Glaciers are flowing rivers of ice and compressed snow typically found in polar regions, but they also exist in cold, high-altitude areas like the Himalayas. Among other reasons, scientists monitor glacier melt because it can form ponds and lakes on glaciers’ surfaces that put villages downstream at risk of flooding. People in Namche still remember when the Dig Tsho Glacial Lake flooded their village in 1985, damaging 30 houses, 14 bridges and their nearly completed hydropower dam.
Rapid glacier melt can also threaten water supply in high-altitude towns like Namche, as well as villages and cities downstream. Some of Namche’s water comes from snow melt that drains into rivers. But most of it comes from Gyajo, a glacier about 10 kilometers north of town.
The glacier was healthy and stable in the 1970s but has been rapidly losing mass and receded since then. “This presents a high uncertainty about the water availability for the region, where the number of incoming tourists is ever increasing,” Tenzing says.
During an expedition with British scientists a few years back, Tenzing and his colleagues hiked eight hours every day for six days to reach Khumbu Glacier from Lukla where they drilled nearly 192 meters into the ice to understand how cold these glaciers really are. This is one of the deepest anyone has drilled in the world’s highest glacier.
“We found that the glacier wasn’t as cold as we expected,” says Tenzing. “Khumbu Glacier’s minimum ice temperature was only −3.3 degrees Celsius, which is a full 2 degrees Celsius higher than the mean annual air temperature. That means the glacier is much warmer and sensitive than we thought.”
Just think of it: even the coldest ice in the glacier is just a few degrees lower than the melting point (0 degrees), meaning that small increases in temperature can trigger melting. “This is the data from just one glacier, but if other glaciers in the Himalayas are also at a similar state, this would mean the glaciers in the Himalayas are vulnerable to minor atmospheric warming and will be particularly sensitive to future climate warming,” says Tenzing.

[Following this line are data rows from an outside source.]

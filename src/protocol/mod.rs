//! Protocol module - wire format and framing.
//!
//! - 16-bit message identifier encoding with configurable byte order
//! - Length-prefix framing for stream transports
//! - Frame buffer for accumulating partial reads

mod frame_buffer;
mod wire_format;

pub use frame_buffer::FrameBuffer;
pub use wire_format::{
    ByteOrder, LenWidth, MsgParser, DEFAULT_MAX_DATAGRAM_SIZE, DEFAULT_MAX_MSG_LEN,
    DEFAULT_MIN_MSG_LEN, MSG_ID_SIZE,
};
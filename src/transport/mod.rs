//! Transport module - connections over byte streams and datagrams.
//!
//! - [`StreamConn`]: length-prefixed frames over TCP (or any byte stream)
//! - [`DatagramConn`]: one frame per UDP datagram, peer address per read

mod datagram;
mod stream;

pub use datagram::{Datagram, DatagramConn};
pub use stream::{StreamConfig, StreamConn};

pub(crate) use stream::display_addr;
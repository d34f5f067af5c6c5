//! Bounded outbound queue and the dedicated sender task draining it.
//!
//! Every connection owns one [`WriteQueue`] and exactly one sender task.
//! Producers never block: a write either lands in the queue or, when the
//! queue is full, the connection is force-closed (backpressure-by-closure).
//!
//! # Architecture
//!
//! ```text
//! Handler 1 ─┐
//! Handler 2 ─┼─► WriteQueue (mpsc, try_send) ─► Sender Task ─► Socket
//! Handler N ─┘
//! ```
//!
//! The sender task is the only code that shuts the socket down. Whatever
//! mix of `close`, `destroy` and overflow races against it, the shutdown
//! runs once, after which [`WriteQueue::closed`] resolves.

use std::io::IoSlice;
use std::sync::{Arc, Mutex, MutexGuard};

use bytes::Bytes;
use tokio::io::{AsyncWrite, AsyncWriteExt};
use tokio::sync::mpsc;
use tokio::sync::mpsc::error::TrySendError;
use tokio::task::JoinHandle;
use tokio_util::sync::CancellationToken;

use crate::error::{NetError, Result};
use crate::logger::SharedLogger;

/// Default outbound queue capacity.
pub const DEFAULT_PENDING_WRITE_NUM: usize = 100;

/// Maximum frames to batch in a single write operation.
const MAX_BATCH_SIZE: usize = 64;

/// Why a connection stopped accepting writes.
#[derive(Debug, Clone, Copy, PartialEq, Eq)]
pub enum CloseReason {
    /// `close()`: queued writes were flushed first.
    Graceful,
    /// `destroy()`: queued writes were discarded.
    Forced,
    /// The outbound queue was full.
    Overflow,
    /// The socket rejected a write.
    WriteFailed,
}

struct QueueState<T> {
    tx: Option<mpsc::Sender<T>>,
    reason: Option<CloseReason>,
}

/// Bounded FIFO feeding one sender task.
pub struct WriteQueue<T> {
    state: Mutex<QueueState<T>>,
    /// Tells the sender task to stop without draining.
    kill: CancellationToken,
    /// Cancelled by the sender task once the socket is shut.
    done: CancellationToken,
}

impl<T> WriteQueue<T> {
    /// Create a queue holding at most `capacity` items (minimum 1).
    pub fn new(capacity: usize) -> (Arc<Self>, mpsc::Receiver<T>) {
        let (tx, rx) = mpsc::channel(capacity.max(1));
        let queue = Self {
            state: Mutex::new(QueueState {
                tx: Some(tx),
                reason: None,
            }),
            kill: CancellationToken::new(),
            done: CancellationToken::new(),
        };
        (Arc::new(queue), rx)
    }

    fn lock(&self) -> MutexGuard<'_, QueueState<T>> {
        self.state.lock().unwrap_or_else(|e| e.into_inner())
    }

    /// Enqueue one item without waiting.
    ///
    /// # Errors
    ///
    /// - `ConnectionClosed` if the queue is already closed
    /// - `QueueFull` if the queue was at capacity; the queue is now closed
    ///   and the sender task told to stop
    pub fn push(&self, item: T) -> Result<()> {
        let mut state = self.lock();
        let Some(tx) = state.tx.as_ref() else {
            return Err(NetError::ConnectionClosed);
        };

        match tx.try_send(item) {
            Ok(()) => Ok(()),
            Err(TrySendError::Full(_)) => {
                state.tx = None;
                state.reason.get_or_insert(CloseReason::Overflow);
                self.kill.cancel();
                Err(NetError::QueueFull)
            }
            Err(TrySendError::Closed(_)) => {
                state.tx = None;
                state.reason.get_or_insert(CloseReason::WriteFailed);
                Err(NetError::ConnectionClosed)
            }
        }
    }

    /// Stop accepting writes; the sender drains what is queued, then shuts
    /// the socket down. Returns `false` if the queue was already closed.
    pub fn close(&self) -> bool {
        let mut state = self.lock();
        if state.tx.take().is_none() {
            return false;
        }
        state.reason.get_or_insert(CloseReason::Graceful);
        true
    }

    /// Stop accepting writes and make the sender discard whatever is queued.
    ///
    /// Also cuts short a graceful close that is still draining.
    pub fn destroy(&self, reason: CloseReason) {
        {
            let mut state = self.lock();
            state.tx = None;
            state.reason.get_or_insert(reason);
        }
        self.kill.cancel();
    }

    pub fn is_closed(&self) -> bool {
        self.lock().tx.is_none()
    }

    /// Reason of the first close transition, if any.
    pub fn close_reason(&self) -> Option<CloseReason> {
        self.lock().reason
    }

    /// Resolves once the sender task has shut the socket down.
    pub async fn closed(&self) {
        self.done.cancelled().await;
    }

    /// Whether the sender task has finished.
    pub fn is_done(&self) -> bool {
        self.done.is_cancelled()
    }

    pub(crate) fn kill_token(&self) -> CancellationToken {
        self.kill.clone()
    }

    pub(crate) fn done_token(&self) -> CancellationToken {
        self.done.clone()
    }

    pub(crate) fn mark_done(&self) {
        self.done.cancel();
    }
}

/// Spawn the sender task for a byte stream.
///
/// Returns the queue producers write into and the task handle.
pub fn spawn_writer_task<W>(
    writer: W,
    capacity: usize,
    logger: SharedLogger,
) -> (Arc<WriteQueue<Bytes>>, JoinHandle<()>)
where
    W: AsyncWrite + Unpin + Send + 'static,
{
    let (queue, rx) = WriteQueue::new(capacity);
    let task = tokio::spawn(writer_loop(rx, writer, queue.clone(), logger));
    (queue, task)
}

/// Receives frames and writes them out in batches until the queue closes
/// or the connection is destroyed, then shuts the writer down once.
async fn writer_loop<W>(
    mut rx: mpsc::Receiver<Bytes>,
    mut writer: W,
    queue: Arc<WriteQueue<Bytes>>,
    logger: SharedLogger,
) where
    W: AsyncWrite + Unpin,
{
    let kill = queue.kill_token();

    loop {
        let first = tokio::select! {
            biased;
            _ = kill.cancelled() => break,
            frame = rx.recv() => match frame {
                Some(frame) => frame,
                None => break,
            },
        };

        let mut batch = Vec::with_capacity(MAX_BATCH_SIZE);
        batch.push(first);
        while batch.len() < MAX_BATCH_SIZE {
            match rx.try_recv() {
                Ok(frame) => batch.push(frame),
                Err(_) => break,
            }
        }

        let result = tokio::select! {
            biased;
            _ = kill.cancelled() => break,
            result = write_batch(&mut writer, &batch) => result,
        };

        if let Err(e) = result {
            logger.error(format_args!("write error: {}", e));
            queue.destroy(CloseReason::WriteFailed);
            break;
        }
    }

    drop(rx);
    if let Err(e) = writer.shutdown().await {
        logger.debug(format_args!("shutdown error: {}", e));
    }
    drop(writer);
    queue.mark_done();
}

/// Write a batch of frames using scatter/gather I/O (write_vectored).
async fn write_batch<W>(writer: &mut W, batch: &[Bytes]) -> Result<()>
where
    W: AsyncWrite + Unpin,
{
    let total_size: usize = batch.iter().map(Bytes::len).sum();
    if total_size == 0 {
        return Ok(());
    }

    let mut total_written = 0;
    while total_written < total_size {
        let slices = build_remaining_slices(batch, total_written);
        let written = writer.write_vectored(&slices).await?;
        if written == 0 {
            return Err(NetError::Io(std::io::Error::new(
                std::io::ErrorKind::WriteZero,
                "write_vectored returned 0",
            )));
        }
        total_written += written;
    }

    writer.flush().await?;
    Ok(())
}

/// Build IoSlice array for remaining data after a partial write.
fn build_remaining_slices(batch: &[Bytes], skip_bytes: usize) -> Vec<IoSlice<'_>> {
    let mut slices = Vec::with_capacity(batch.len());
    let mut offset = 0;

    for frame in batch {
        let end = offset + frame.len();
        if skip_bytes < end && !frame.is_empty() {
            let start_in_frame = skip_bytes.saturating_sub(offset);
            slices.push(IoSlice::new(&frame[start_in_frame..]));
        }
        offset = end;
    }

    slices
}
//! Key matrix scanning with per-key software debounce
//!
//! One row is selected at a time; every scan tick consumes the column
//! samples of the row selected on the *previous* tick (the select-then-read
//! is pipelined one tick behind so the lines settle electrically), advances
//! each of that row's keys through the debounce machine, then moves the row
//! selection round-robin. A given key is therefore sampled once per full
//! sweep of the rows.
//!
//! Time-multiplexed software debounce: scan latency traded for component
//! count.

use crate::config::{DEBOUNCE_COUNT_DOWN, DEBOUNCE_COUNT_UP, KEY_COLS, KEY_ROWS, NUM_KEYS};
use crate::hal::MatrixInterface;
use crate::types::KeyHandler;

/// Logical state of one key.
#[derive(Clone, Copy, Debug, PartialEq, Eq)]
#[cfg_attr(feature = "defmt", derive(defmt::Format))]
pub enum KeyState {
    /// Before the first sample; resolves immediately, without an event.
    Unknown,
    AwaitingDown,
    Down,
    AwaitingUp,
    Up,
}

#[derive(Clone, Copy)]
struct KeyDebounce {
    state: KeyState,
    count: u8,
}

enum Edge {
    Down,
    Up,
}

/// One step of the five-state debounce table. An edge fires only after the
/// configured run of consistent samples; an inconsistent sample while
/// awaiting flips straight back to the stable state.
fn step_debounce(key: KeyDebounce, down: bool) -> (KeyDebounce, Option<Edge>) {
    let (state, count, edge) = match key.state {
        KeyState::AwaitingDown => {
            if !down {
                (KeyState::Up, 0, None)
            } else if key.count >= DEBOUNCE_COUNT_DOWN {
                (KeyState::Down, 0, Some(Edge::Down))
            } else {
                (KeyState::AwaitingDown, key.count + 1, None)
            }
        }
        KeyState::Down => {
            if down {
                (KeyState::Down, 0, None)
            } else {
                (KeyState::AwaitingUp, 0, None)
            }
        }
        KeyState::AwaitingUp => {
            if down {
                (KeyState::Down, 0, None)
            } else if key.count >= DEBOUNCE_COUNT_UP {
                (KeyState::Up, 0, Some(Edge::Up))
            } else {
                (KeyState::AwaitingUp, key.count + 1, None)
            }
        }
        KeyState::Up => {
            if down {
                (KeyState::AwaitingDown, 0, None)
            } else {
                (KeyState::Up, 0, None)
            }
        }
        KeyState::Unknown => (if down { KeyState::Down } else { KeyState::Up }, 0, None),
    };
    (KeyDebounce { state, count }, edge)
}

/// Round-robin matrix scanner. Foreground context only; no reentrancy.
pub struct KeyScanner {
    row: usize,
    keys: [KeyDebounce; NUM_KEYS],
    pub on_key_down: Option<KeyHandler>,
    pub on_key_up: Option<KeyHandler>,
}

impl KeyScanner {
    pub const fn new() -> Self {
        Self {
            row: 0,
            keys: [KeyDebounce {
                state: KeyState::Unknown,
                count: 0,
            }; NUM_KEYS],
            on_key_down: None,
            on_key_up: None,
        }
    }

    /// Drive the initial row selection so the first [`scan`](Self::scan) has
    /// settled columns to read.
    pub fn begin(&self, matrix: &mut impl MatrixInterface) {
        matrix.select_row(self.row);
    }

    /// One scan tick: consume the current row's columns, debounce, fire edge
    /// callbacks synchronously in column order, then select the next row.
    pub fn scan(&mut self, matrix: &mut impl MatrixInterface) {
        let mut cols = matrix.read_columns();
        let mut key = self.row;

        for _ in 0..KEY_COLS {
            let down = cols & 1 != 0;
            let (next, edge) = step_debounce(self.keys[key], down);
            self.keys[key] = next;
            match edge {
                Some(Edge::Down) => {
                    #[cfg(feature = "defmt")]
                    defmt::debug!("key {} down", key);
                    if let Some(handler) = self.on_key_down {
                        handler(key as u8);
                    }
                }
                Some(Edge::Up) => {
                    #[cfg(feature = "defmt")]
                    defmt::debug!("key {} up", key);
                    if let Some(handler) = self.on_key_up {
                        handler(key as u8);
                    }
                }
                None => {}
            }
            cols >>= 1;
            key += KEY_ROWS;
        }

        self.row += 1;
        if self.row == KEY_ROWS {
            self.row = 0;
        }
        matrix.select_row(self.row);
    }

    /// Debounced state of a key, None if the index is out of range.
    pub fn key_state(&self, key: usize) -> Option<KeyState> {
        self.keys.get(key).map(|k| k.state)
    }
}

impl Default for KeyScanner {
    fn default() -> Self {
        Self::new()
    }
}

// ===================================================================
// Tests
// ===================================================================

Tenzing and his colleagues held a workshop to disseminate the results of this study to the Sherpa community. He feels that Sherpas need to take a more active role in understanding the changes happening to the glaciers around them – something that scientists need to do a better job in helping – and deciding how to adapt accordingly.
At the workshop, community members wanted to know about solutions to climate change. “It’s a difficult issue because it’s not something you can solve in Namche Bazaar, nor is it something you can solve in Nepal. It has to be a global effort,” says Tenzing. “So I proposed to the community that the way forward for us is adaptation.”
For example, if glacial lake outburst floods could happen again, then adapting would mean building homes away from flood plains. Or if water sources are drying up, then it’s time to look for alternatives. “We need to be more resilient,” he says.
Tenzing knows that scientists will keep coming to the Sherpas’ high mountain communities to study the glaciers. He plans on being there to serve as a way for these two groups to work together more effectively. “That’s the gap I want to bridge,” he says.
Sherpas’ perspectives and knowledge of their landscapes formed by generations of observation can inform science in a way that field research can’t; but more than that, Sherpas want to be more involved in the science. “We are not just mountain guides, and we don’t want to be labeled always as mountain guides,” says Tenzing. “We are so much more than that.”